▶ _THE TASK_:
Take the data below. Output it exactly from its first line through the line containing "pub struct Position".

▶ _DATA UNDER STUDY_:
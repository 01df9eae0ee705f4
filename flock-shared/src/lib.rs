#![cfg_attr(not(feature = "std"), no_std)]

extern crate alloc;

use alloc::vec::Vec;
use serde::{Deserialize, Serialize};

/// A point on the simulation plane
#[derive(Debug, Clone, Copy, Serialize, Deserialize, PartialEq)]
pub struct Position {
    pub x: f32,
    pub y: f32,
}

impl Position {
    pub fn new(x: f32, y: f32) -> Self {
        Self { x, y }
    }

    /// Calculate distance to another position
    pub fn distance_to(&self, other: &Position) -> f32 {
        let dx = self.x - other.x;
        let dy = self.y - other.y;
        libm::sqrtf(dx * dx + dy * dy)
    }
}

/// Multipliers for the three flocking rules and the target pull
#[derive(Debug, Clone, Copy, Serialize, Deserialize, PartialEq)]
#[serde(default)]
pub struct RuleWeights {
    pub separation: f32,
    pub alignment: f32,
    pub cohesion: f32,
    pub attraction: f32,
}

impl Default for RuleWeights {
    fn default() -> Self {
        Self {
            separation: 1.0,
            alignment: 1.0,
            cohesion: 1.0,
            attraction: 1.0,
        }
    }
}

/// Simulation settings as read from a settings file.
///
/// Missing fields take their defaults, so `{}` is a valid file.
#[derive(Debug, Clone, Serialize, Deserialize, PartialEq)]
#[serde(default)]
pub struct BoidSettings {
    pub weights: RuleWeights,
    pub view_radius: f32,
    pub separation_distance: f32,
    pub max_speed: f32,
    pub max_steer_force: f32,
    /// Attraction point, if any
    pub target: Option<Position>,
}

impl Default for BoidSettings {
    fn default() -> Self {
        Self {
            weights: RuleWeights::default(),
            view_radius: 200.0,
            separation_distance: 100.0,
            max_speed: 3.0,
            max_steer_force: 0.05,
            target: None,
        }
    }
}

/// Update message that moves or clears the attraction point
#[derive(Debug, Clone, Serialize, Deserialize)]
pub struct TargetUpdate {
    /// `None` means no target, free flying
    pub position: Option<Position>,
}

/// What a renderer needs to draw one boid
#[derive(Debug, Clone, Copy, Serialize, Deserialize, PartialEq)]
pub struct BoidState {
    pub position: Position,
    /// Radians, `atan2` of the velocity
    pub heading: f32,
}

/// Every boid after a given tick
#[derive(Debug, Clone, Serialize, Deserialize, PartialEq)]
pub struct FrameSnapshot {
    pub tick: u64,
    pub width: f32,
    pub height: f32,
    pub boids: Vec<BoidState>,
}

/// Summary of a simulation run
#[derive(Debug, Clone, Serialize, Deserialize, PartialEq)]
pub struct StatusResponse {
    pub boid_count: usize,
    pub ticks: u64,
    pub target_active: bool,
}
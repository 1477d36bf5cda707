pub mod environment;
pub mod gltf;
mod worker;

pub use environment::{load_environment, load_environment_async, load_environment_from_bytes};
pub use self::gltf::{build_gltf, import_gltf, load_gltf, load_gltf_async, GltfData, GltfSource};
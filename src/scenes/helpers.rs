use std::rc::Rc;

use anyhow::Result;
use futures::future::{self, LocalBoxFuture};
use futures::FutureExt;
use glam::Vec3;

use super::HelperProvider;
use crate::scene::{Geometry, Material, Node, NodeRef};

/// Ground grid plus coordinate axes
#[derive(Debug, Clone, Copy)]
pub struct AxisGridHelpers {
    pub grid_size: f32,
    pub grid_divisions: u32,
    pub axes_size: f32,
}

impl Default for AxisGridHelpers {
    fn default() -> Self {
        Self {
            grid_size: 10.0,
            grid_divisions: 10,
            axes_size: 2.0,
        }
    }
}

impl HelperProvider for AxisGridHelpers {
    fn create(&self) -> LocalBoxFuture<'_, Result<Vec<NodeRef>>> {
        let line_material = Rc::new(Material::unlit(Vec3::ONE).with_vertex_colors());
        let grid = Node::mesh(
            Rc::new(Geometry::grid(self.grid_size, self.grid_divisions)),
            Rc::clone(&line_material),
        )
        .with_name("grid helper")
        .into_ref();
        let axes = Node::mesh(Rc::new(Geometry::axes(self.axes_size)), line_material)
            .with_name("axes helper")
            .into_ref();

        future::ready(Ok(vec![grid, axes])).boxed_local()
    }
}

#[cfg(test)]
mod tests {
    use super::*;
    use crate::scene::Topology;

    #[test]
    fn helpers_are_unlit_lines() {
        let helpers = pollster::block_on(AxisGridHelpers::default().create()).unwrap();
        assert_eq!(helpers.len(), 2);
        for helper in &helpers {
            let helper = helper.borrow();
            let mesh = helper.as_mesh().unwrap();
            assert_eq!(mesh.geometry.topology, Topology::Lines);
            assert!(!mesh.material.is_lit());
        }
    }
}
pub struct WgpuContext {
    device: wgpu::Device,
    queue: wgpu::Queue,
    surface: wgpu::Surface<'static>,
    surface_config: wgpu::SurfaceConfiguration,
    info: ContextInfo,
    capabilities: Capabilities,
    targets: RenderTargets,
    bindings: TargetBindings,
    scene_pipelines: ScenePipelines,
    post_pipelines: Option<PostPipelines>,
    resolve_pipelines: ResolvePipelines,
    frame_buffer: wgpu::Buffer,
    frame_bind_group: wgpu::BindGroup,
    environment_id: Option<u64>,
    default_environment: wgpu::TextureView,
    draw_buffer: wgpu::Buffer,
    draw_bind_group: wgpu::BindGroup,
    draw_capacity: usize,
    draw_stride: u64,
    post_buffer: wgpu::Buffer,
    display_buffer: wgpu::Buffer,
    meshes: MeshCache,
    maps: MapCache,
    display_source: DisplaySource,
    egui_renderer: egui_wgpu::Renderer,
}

▶ _WRITTEN SOLUTION_:
repository 01df9eae0ee705f4
filename flock-shared/src/lib.rs
#![cfg_attr(not(feature = "std"), no_std)]

extern crate alloc;

use alloc::vec::Vec;
use serde::{Deserialize, Serialize};

/// A point on the simulation plane
#[derive(Debug, Clone, Copy, Serialize, Deserialize, PartialEq)]
pub struct Position {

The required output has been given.